Taking a second look at a movement that helped shaped the world
During high school, if someone had asked me if I was a feminist, I would have conjured an image of a girl with chopped, untamed hair, baggy clothes and an angry disposition, ready to chew anyone out for being content with the world. And then I would have definitively replied NO. I knew girls who fit my mental portrayal, and their fervor and angst turned me against feminism. I also knew that it was socially unattractive to ally oneself with the movement, which probably equally contributed to my aversion. In reality, I was never interested enough to think deeply about my gender or why feminism is important. It wasn’t until college that I really began to consider what it meant to be a feminist because I started seeing it all around me.

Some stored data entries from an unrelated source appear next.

//! Configuration loading
//!
//! The resolver never talks to `aws-config` directly. It describes what it
//! needs as a [`LoadRequest`] and hands it to a [`ConfigLoader`], which keeps
//! SDK discovery out of process-wide state and lets callers substitute their
//! own configuration source.

use std::future::Future;

use aws_config::{BehaviorVersion, Region, SdkConfig};
use aws_credential_types::provider::SharedCredentialsProvider;

use super::SessionError;

/// What a session needs from configuration discovery
#[derive(Debug, Clone, Default)]
pub struct LoadRequest {
    /// Named profile in the shared config files; `None` means the default profile
    pub profile: Option<String>,
    /// Explicit region; `None` lets discovery pick one
    pub region: Option<String>,
    /// Explicit credentials; `None` uses the default credential chain
    pub credentials_provider: Option<SharedCredentialsProvider>,
}

impl LoadRequest {
    pub fn new() -> Self {
        Self::default()
    }

    pub fn profile(mut self, profile: impl Into<String>) -> Self {
        self.profile = Some(profile.into());
        self
    }

    pub fn region(mut self, region: impl Into<String>) -> Self {
        self.region = Some(region.into());
        self
    }

    pub fn credentials_provider(mut self, provider: SharedCredentialsProvider) -> Self {
        self.credentials_provider = Some(provider);
        self
    }
}

/// Produces an [`SdkConfig`] for a [`LoadRequest`]
pub trait ConfigLoader: Send + Sync {
    fn load(
        &self,
        request: LoadRequest,
    ) -> impl Future<Output = Result<SdkConfig, SessionError>> + Send;
}

/// Loads configuration through the standard `aws-config` provider chains
///
/// Environment variables, `~/.aws/config`, `~/.aws/credentials`, SSO, web
/// identity and container/instance metadata are all consulted by the SDK.
/// Nothing is resolved here: credentials are fetched on first use.
#[derive(Debug, Clone, Default)]
pub struct AwsConfigLoader;

impl ConfigLoader for AwsConfigLoader {
    async fn load(&self, request: LoadRequest) -> Result<SdkConfig, SessionError> {
        let mut loader = aws_config::defaults(BehaviorVersion::latest());

        if let Some(profile) = request.profile {
            loader = loader.profile_name(profile);
        }
        if let Some(region) = request.region {
            loader = loader.region(Region::new(region));
        }
        if let Some(provider) = request.credentials_provider {
            loader = loader.credentials_provider(provider);
        }

        Ok(loader.load().await)
    }
}

/// Serves a fixed base configuration, overlaying the request's region and credentials
///
/// Useful when the configuration is assembled by hand, e.g. with a custom HTTP
/// client or static keys. Profile names are ignored since no shared config
/// files are read.
#[derive(Debug, Clone)]
pub struct StaticConfigLoader {
    base: SdkConfig,
}

impl StaticConfigLoader {
    pub fn new(base: SdkConfig) -> Self {
        Self { base }
    }
}

impl ConfigLoader for StaticConfigLoader {
    async fn load(&self, request: LoadRequest) -> Result<SdkConfig, SessionError> {
        let mut builder = self.base.to_builder();

        if let Some(region) = request.region {
            builder.set_region(Some(Region::new(region)));
        }
        if let Some(provider) = request.credentials_provider {
            builder.set_credentials_provider(Some(provider));
        }

        Ok(builder.build())
    }
}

I spent last semester abroad in Chile, and I remember quite distinctly a day in my Chilean culture class, when our professor pointed out that poet Gabriela Mistral, the first of the two Chileans to win the Nobel Prize for literature, was unable to vote in her country’s elections when she received the award. In 1945 she became the first Latin American to win a Nobel Prize for literature, and women did not gain suffrage in Chile until four years later in 1949. Obviously, I was not ignorant to the centuries of female subjugation including a lack of suffrage, but this irony was too great not to puzzle over. Mistral had been deemed one of the most influential writers of the world; she had held professorships at Columbia and Middlebury, worked for the League of Nations and traveled extensively. And she could not vote.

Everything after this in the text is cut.